Study for Nicodemus Visiting Christ— Henry Ossawa Tanner

Most or all of you should have received a card this morning, with artwork on either side – these are images depicting today’s Gospel reading, the meeting between Nicodemus and Jesus in the middle of the night. The paintings are by Henry Ossawa Tanner, an artist who was born in 1859 and died in 1937. Some of us I am sure know him and his work – we do have a few painters in our congregation. He studied with Thomas Eakin, and then he went to Paris to study and exhibit there. He traveled to the Holy Land and lived in Jerusalem for six months, painting the landscapes and the people there as he kept immersing himself in stories from scripture. Some of you saw his beautiful, dreamlike, brilliant depiction of the Annunciation to Mary in Sunday School during Advent – in it, the angel is a glowing light, like a doorway into another world – no wings or harp to be seen. And Mary is wary, not frightened, not passive, but listening, very closely, and taking in carefully and maybe even a little skeptically everything the angel says to her.

Tanner, I suspect, grew up surrounded by the theologians of his family. His father was a bishop in the African Methodist Episcopal Church, the AME Church. And this imagining he created, of Nicodemus and Jesus on the roof under the night sky, was at least partly inspired by Tanner’s own memories and the memories of his elders, who, even after they had been emancipated from their white owners after the Civil War, still often gathered at night for worship, used to the protection of darkness and a sleeping world.

The two paintings you see, one on either side, are both by Tanner – the more shadowy one, with some deep browns a bit of orange, was the final painting he made, and it won a major award for figurative art in 1899, and then was bought by the Pennsylvania Academy of the Fine Arts in Philadelphia. which still houses it in its collection. On the other side, though, is a study that Tanner did for the painting, and I admit I love the study Tanner a bit more than I love the final work.

Nicodemus Visiting Christ — Henry Ossawa Tanner, 1899

There is mystery in the study – the features are shadows and shapes, the shadow and the light are playing with each other. The painting itself is almost abstract, the world not completely clear or easy to see, the landscape behind them looks like open sky or open sea. It is hard to see where they are, these two figures, Jesus and Nicodemus – or where civilization and the known ends and the wilderness, the unknown, begins.

Isn’t that all of us right now, trying to find where things begin and end, trying to see our way clearly in this world?

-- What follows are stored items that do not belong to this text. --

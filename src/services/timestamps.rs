//! 타임스탬프 유틸리티.
//!
//! DB에는 밀리초 정밀도의 ISO 8601 UTC 문자열(`2026-03-01T09:30:00.123Z`)로 저장합니다.
//! 자릿수가 고정되어 있어 문자열 비교 순서와 시간 순서가 같습니다.

use chrono::{DateTime, Duration, NaiveDateTime, Utc};

pub const TIMESTAMP_FORMAT: &str = "%Y-%m-%dT%H:%M:%S%.3fZ";

pub fn format_timestamp(at: DateTime<Utc>) -> String {
    at.format(TIMESTAMP_FORMAT).to_string()
}

pub fn parse_timestamp(raw: &str) -> Option<DateTime<Utc>> {
    NaiveDateTime::parse_from_str(raw, TIMESTAMP_FORMAT)
        .ok()
        .map(|naive| naive.and_utc())
}

pub fn now_timestamp() -> String {
    format_timestamp(Utc::now())
}

/// 다음 `updated_at` 값: `max(now, previous + 1ms)`.
///
/// 같은 밀리초 안에 업데이트가 연달아 와도, 시계가 뒤로 가도 값은 항상 증가합니다.
pub fn next_updated_at(previous: &str) -> String {
    next_updated_at_from(previous, Utc::now())
}

fn next_updated_at_from(previous: &str, now: DateTime<Utc>) -> String {
    match parse_timestamp(previous) {
        Some(prev) => format_timestamp(now.max(prev + Duration::milliseconds(1))),
        None => {
            tracing::warn!("Unparseable updated_at {:?}, using current time", previous);
            format_timestamp(now)
        }
    }
}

There’s this beautiful detail, when the moon becomes a halo for Jesus – and I wonder if maybe the angels in the heavens have just noticed him up there at night – and they sent light to shine a path when the darkness seems impenetrable, when the shadows hide the edges and boundaries and definitions of things.

Aren’t we needing that these days?

This is an important passage to read during the season Lent – partly for those beloved words in the sixteenth verse – Jesus’ answer to Nicodemus’ confusion and questions: 

For God so loved the world that he gave his only Son, so that everyone who believes in him may not perish but may have eternal life.

Because just as much as we need to hear those words at this time in the season of our year, in the season of the world, in whatever wilderness we are going through in our personal lives and in the life of the world around us, we need to sit on the rooftop with Jesus. Because yes, God sent Jesus into the world to be lifted up, to give everlasting life to God’s creation because God loves creation – but God also sent Jesus into the world to sit on rooftops, with regular, uncertain, grieving human beings – to bring together people over meals and in conversation, people who might otherwise be enemies – here was a Jewish religious leader, sitting with an upstart, anti-establishment prophet – that, as much as the crucifixion and the resurrection, is, I think, what this life of Jesus, and our life with Jesus, is about. Like Nicodemus, we are walking with Jesus through this season of Lent, heading inevitably toward the cross and the tomb, but we’re also stopping at all the places along the way with him. We’re meeting Jesus on the rooftop.

Whether we’re embarrassed, or afraid, or uncertain, or doubting, as Nicodemus seemed to be, Jesus just says, come talk. Come sit on the rooftop with me. Jesus welcomed a stranger, possibly dangerous, possibly a spy, certainly a skeptic, and he spent time with him that he could have been sleeping, resting, getting ready for the next sermon, the next healing, the next walk to the next town. I love to imagine what that conversation might have been. Was Jesus hopeful? Sad? Funny? Did he laugh? Did they drink tea?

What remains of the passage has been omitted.